Does "next" imply that N
_{1}<N
_{2}?
Sequences can go to either direction, so I would say the question is a bit ambiguous if it doesn't define the direction (next doesn't really cover it, it just says "adjacent").
How large primes are we talking here? I mean you can bruteforce check whether N is a multiple of M (M<N/2), and if you get negative answer you do N++ and re-check. Can't bother to figure out how to do it with programming.
There are super computers looking for the next prime all the time. The biggest one they have determined to be a prime so far is N=(2^43112609)-1 so you can understand if checking if a large natural number is a prime can take a bit long. And brute forcing them is hopeless so I think there
are advanced algorithms to determine prime candidates, but I haven't really ever had any passing interest in raw mathemathics like this. Aside from getting an array of random numbers, what use is knowing primes really, aside from just knowing that a really big number can only be divided by one and itself...
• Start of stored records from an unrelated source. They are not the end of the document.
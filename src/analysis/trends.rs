//! Bounded per-field value buffers backing the on-demand statistics.

use crate::analysis::stats::SeriesStats;
use crate::telemetry::SensorReading;

/// Capped history of recent values for each analyzed sensor field of one
/// vehicle. Oldest values are evicted once the cap is reached.
#[derive(Debug, Clone)]
pub struct TrendBuffers {
    cap: usize,
    speed: Vec<f64>,
    rpm: Vec<f64>,
    temperature: Vec<f64>,
    fuel: Vec<f64>,
    acceleration: Vec<f64>,
}

impl TrendBuffers {
    pub fn new(cap: usize) -> Self {
        Self {
            cap,
            speed: Vec::new(),
            rpm: Vec::new(),
            temperature: Vec::new(),
            fuel: Vec::new(),
            acceleration: Vec::new(),
        }
    }

    pub fn record(&mut self, reading: &SensorReading) {
        Self::push_capped(&mut self.speed, reading.speed_kmph, self.cap);
        Self::push_capped(&mut self.rpm, reading.rpm, self.cap);
        Self::push_capped(&mut self.temperature, reading.engine_temp_c, self.cap);
        Self::push_capped(&mut self.fuel, reading.fuel_level_pct, self.cap);
        Self::push_capped(&mut self.acceleration, reading.acceleration_ms2, self.cap);
    }

    fn push_capped(buf: &mut Vec<f64>, value: f64, cap: usize) {
        buf.push(value);
        if buf.len() > cap {
            buf.remove(0);
        }
    }

    pub fn speed_stats(&self) -> SeriesStats {
        SeriesStats::compute(&self.speed)
    }

    pub fn rpm_stats(&self) -> SeriesStats {
        SeriesStats::compute(&self.rpm)
    }

    pub fn temperature_stats(&self) -> SeriesStats {
        SeriesStats::compute(&self.temperature)
    }

    pub fn fuel_stats(&self) -> SeriesStats {
        SeriesStats::compute(&self.fuel)
    }

    pub fn acceleration_stats(&self) -> SeriesStats {
        SeriesStats::compute(&self.acceleration)
    }

    pub fn len(&self) -> usize {
        self.speed.len()
    }

    pub fn is_empty(&self) -> bool {
        self.speed.is_empty()
    }
}

#[cfg(test)]
mod tests {
    use super::*;
    use chrono::Utc;

    fn reading(speed: f64) -> SensorReading {
        SensorReading {
            timestamp: Utc::now(),
            vehicle_id: 1,
            speed_kmph: speed,
            rpm: 2000.0,
            engine_temp_c: 90.0,
            fuel_level_pct: 50.0,
            throttle_pct: 20.0,
            engine_on: true,
            latitude: 0.0,
            longitude: 0.0,
            acceleration_ms2: 0.0,
            brake_pressure_bar: 0.0,
            oil_pressure_bar: 3.0,
            battery_voltage: 12.5,
            odometer_km: 0.0,
            abs_active: false,
            traction_control_active: false,
        }
    }

    #[test]
    fn test_cap_evicts_oldest() {
        let mut trends = TrendBuffers::new(5);
        for i in 0..8 {
            trends.record(&reading(i as f64));
        }
        assert_eq!(trends.len(), 5);
        let stats = trends.speed_stats();
        // Values 3..=7 remain.
        assert_eq!(stats.min, 3.0);
        assert_eq!(stats.max, 7.0);
    }

    #[test]
    fn test_stats_track_recorded_values() {
        let mut trends = TrendBuffers::new(200);
        for speed in [40.0, 50.0, 60.0] {
            trends.record(&reading(speed));
        }
        assert_eq!(trends.speed_stats().mean, 50.0);
        assert_eq!(trends.rpm_stats().mean, 2000.0);
    }
}
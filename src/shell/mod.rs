//! Interactive command shell over stdin.
//!
//! The shell is a read-mostly observer of the engine plus the pause /
//! resume / quit controls. Output formatting lives here; the engine only
//! hands back snapshot values.

use std::sync::Arc;

use anyhow::Result;
use tokio::io::{AsyncBufReadExt, BufReader};

use crate::analysis::SeriesStats;
use crate::engine::Engine;
use crate::telemetry::{format_timestamp, severity_name};

const HELP_TEXT: &str = "\
Available commands:
  analytics <id>     - Analytics and statistics for one vehicle
  anomalies <id>     - Recent anomalies for one vehicle
  critical           - Drain pending high-severity alerts
  status             - System counters and resource usage
  vehicles           - List all vehicles
  report <filename>  - Export a fleet report (JSON)
  pause / resume     - Control the ingest producer
  help               - Show this help
  quit               - Shut down";

/// How many anomaly rows the `anomalies` command prints.
const ANOMALY_LIST_LIMIT: usize = 20;

/// Run the command loop until `quit` or end of input. Returns once the
/// engine has been asked to shut down.
pub async fn run_shell(engine: Arc<Engine>) -> Result<()> {
    println!("Fleetmedic vehicle telematics monitor");
    println!("{HELP_TEXT}\n");

    let stdin = BufReader::new(tokio::io::stdin());
    let mut lines = stdin.lines();

    loop {
        let Some(line) = lines.next_line().await? else {
            // stdin closed: treat like quit so headless runs terminate.
            engine.shutdown();
            break;
        };

        let mut parts = line.split_whitespace();
        let Some(command) = parts.next() else {
            continue;
        };

        match command {
            "analytics" => match parse_id(parts.next()) {
                Some(id) => print_analytics(&engine, id)?,
                None => println!("usage: analytics <vehicle-id>"),
            },
            "anomalies" => match parse_id(parts.next()) {
                Some(id) => print_anomalies(&engine, id)?,
                None => println!("usage: anomalies <vehicle-id>"),
            },
            "critical" => print_critical(&engine)?,
            "status" => print_status(&engine)?,
            "vehicles" => print_vehicles(&engine)?,
            "report" => match parts.next() {
                Some(filename) => match engine.export_report(std::path::Path::new(filename)) {
                    Ok(()) => println!("Report exported to {filename}"),
                    Err(e) => println!("Report export failed: {e:#}"),
                },
                None => println!("usage: report <filename>"),
            },
            "pause" => {
                engine.pause();
                println!("Ingest paused.");
            }
            "resume" => {
                engine.resume();
                println!("Ingest resumed.");
            }
            "help" => println!("{HELP_TEXT}"),
            "quit" => {
                println!("Shutting down...");
                engine.shutdown();
                break;
            }
            other => println!("Unknown command '{other}'. Type 'help' for available commands."),
        }
    }

    Ok(())
}

fn parse_id(arg: Option<&str>) -> Option<u32> {
    arg.and_then(|s| s.parse().ok())
}

fn print_stat_line(name: &str, stats: &SeriesStats, unit: &str) {
    println!(
        "{name:<13} mean {:>8.2} {unit:<5} stddev {:>7.2}  p95 {:>8.2}  cv {:>5.2}  outliers {:>3}  trend {:>7.3}",
        stats.mean, stats.std_deviation, stats.percentile_95, stats.coefficient_of_variation,
        stats.outlier_count, stats.trend_slope,
    );
}

fn print_analytics(engine: &Engine, vehicle_id: u32) -> Result<()> {
    let Some(analytics) = engine.analytics(vehicle_id)? else {
        println!("Vehicle {vehicle_id} not found or no data available.");
        return Ok(());
    };

    let p = &analytics.profile;
    println!("\n=== Vehicle {vehicle_id}: {} ({}) ===", p.make_model, p.license_plate);
    println!("State:          {}", analytics.state.as_str());
    println!("Total distance: {:.2} km", p.total_distance_km);
    println!("Average speed:  {:.2} km/h", p.avg_speed);
    println!("Max speed:      {:.2} km/h", p.max_speed_recorded);
    println!("Harsh events:   {}", p.harsh_events_count);
    println!("Data points:    {}", analytics.window_len);

    println!();
    print_stat_line("Speed", &analytics.speed, "km/h");
    print_stat_line("RPM", &analytics.rpm, "rpm");
    print_stat_line("Temperature", &analytics.temperature, "C");
    print_stat_line("Fuel", &analytics.fuel, "%");
    print_stat_line("Acceleration", &analytics.acceleration, "m/s2");

    println!("\nAnomalies: {} total", p.total_anomalies);
    for (severity, count) in &analytics.severity_histogram {
        println!("  severity {severity} ({}): {count}", severity_name(*severity));
    }
    for (kind, count) in &analytics.kind_histogram {
        println!("  {kind}: {count}");
    }

    if !analytics.insights.is_empty() {
        println!();
        for insight in &analytics.insights {
            println!("* {insight}");
        }
    }
    println!();
    Ok(())
}

fn print_anomalies(engine: &Engine, vehicle_id: u32) -> Result<()> {
    let anomalies = engine.anomalies(vehicle_id, ANOMALY_LIST_LIMIT)?;
    if anomalies.is_empty() {
        println!("No anomalies recorded for vehicle {vehicle_id}.");
        return Ok(());
    }

    println!("\n{:<14} {:<12} {:<14} {:>9}  Description", "Time", "Type", "Sensor", "Value");
    for a in &anomalies {
        println!(
            "{:<14} {:<12} {:<14} {:>9.2}  {} [sev {}]",
            format_timestamp(a.timestamp),
            a.kind.label(),
            a.sensor,
            a.value,
            a.description,
            a.severity,
        );
    }
    println!();
    Ok(())
}

fn print_critical(engine: &Engine) -> Result<()> {
    let alerts = engine.critical_alerts()?;
    if alerts.is_empty() {
        println!("No pending critical alerts.");
        return Ok(());
    }

    println!("\nPending high-severity alerts:");
    for a in &alerts {
        println!(
            "  [{}] vehicle {} {} - {} ({})",
            severity_name(a.severity),
            a.vehicle_id,
            a.kind.label(),
            a.description,
            format_timestamp(a.timestamp),
        );
    }
    println!();
    Ok(())
}

fn print_status(engine: &Engine) -> Result<()> {
    let status = engine.system_status()?;
    println!("\n=== System status ===");
    println!("Running:          {}", if status.running { "yes" } else { "no" });
    println!("Paused:           {}", if status.paused { "yes" } else { "no" });
    println!("Total readings:   {}", status.total_readings_processed);
    println!("Total anomalies:  {}", status.total_anomalies_detected);
    println!("Dropped readings: {}", status.dropped_readings);
    println!("Active vehicles:  {}", status.active_vehicles);
    println!("Geofences:        {}", status.geofence_count);
    println!(
        "Store estimate:   {:.2} MB",
        status.estimated_store_bytes as f64 / (1024.0 * 1024.0)
    );
    println!("Process RSS:      {:.2} MB\n", status.process_memory_mb);
    Ok(())
}

fn print_vehicles(engine: &Engine) -> Result<()> {
    let vehicles = engine.list_vehicles()?;
    println!("\n{:<4} {:<22} {:<10} {:<12} {:>10} {:>10}", "ID", "Model", "Plate", "State", "Distance", "Anomalies");
    for v in &vehicles {
        println!(
            "{:<4} {:<22} {:<10} {:<12} {:>10.1} {:>10}",
            v.vehicle_id,
            v.make_model,
            v.license_plate,
            v.state.as_str(),
            v.total_distance_km,
            v.total_anomalies,
        );
    }
    println!();
    Ok(())
}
You can't really even put 2^43112609 - 1 into a comprehensible form so it's not even useable for that. Well, if you have a huge array of hard disk drives that can store the number, then I guess you could use it that way but really, there are better ways to gain random numbers.
The others are fundamentally easier. Abstractizing the properties (colour) of the balls and then sorting them by that property would not be that hard.
The final one is a bit trickier... 50 million strings takes a while to go through. Bruteforcing would be possible, I guess. Save the strings into an array, take the first string (string.0) and check if it appears again in the file (if string1==string2 etc.), if not, take the second string (string.1) and check match for all the string.(>1). It would, at least, work. But whether or not I could write it in formal logic language or any given programming language is a different thing, I hate being limited by syntax.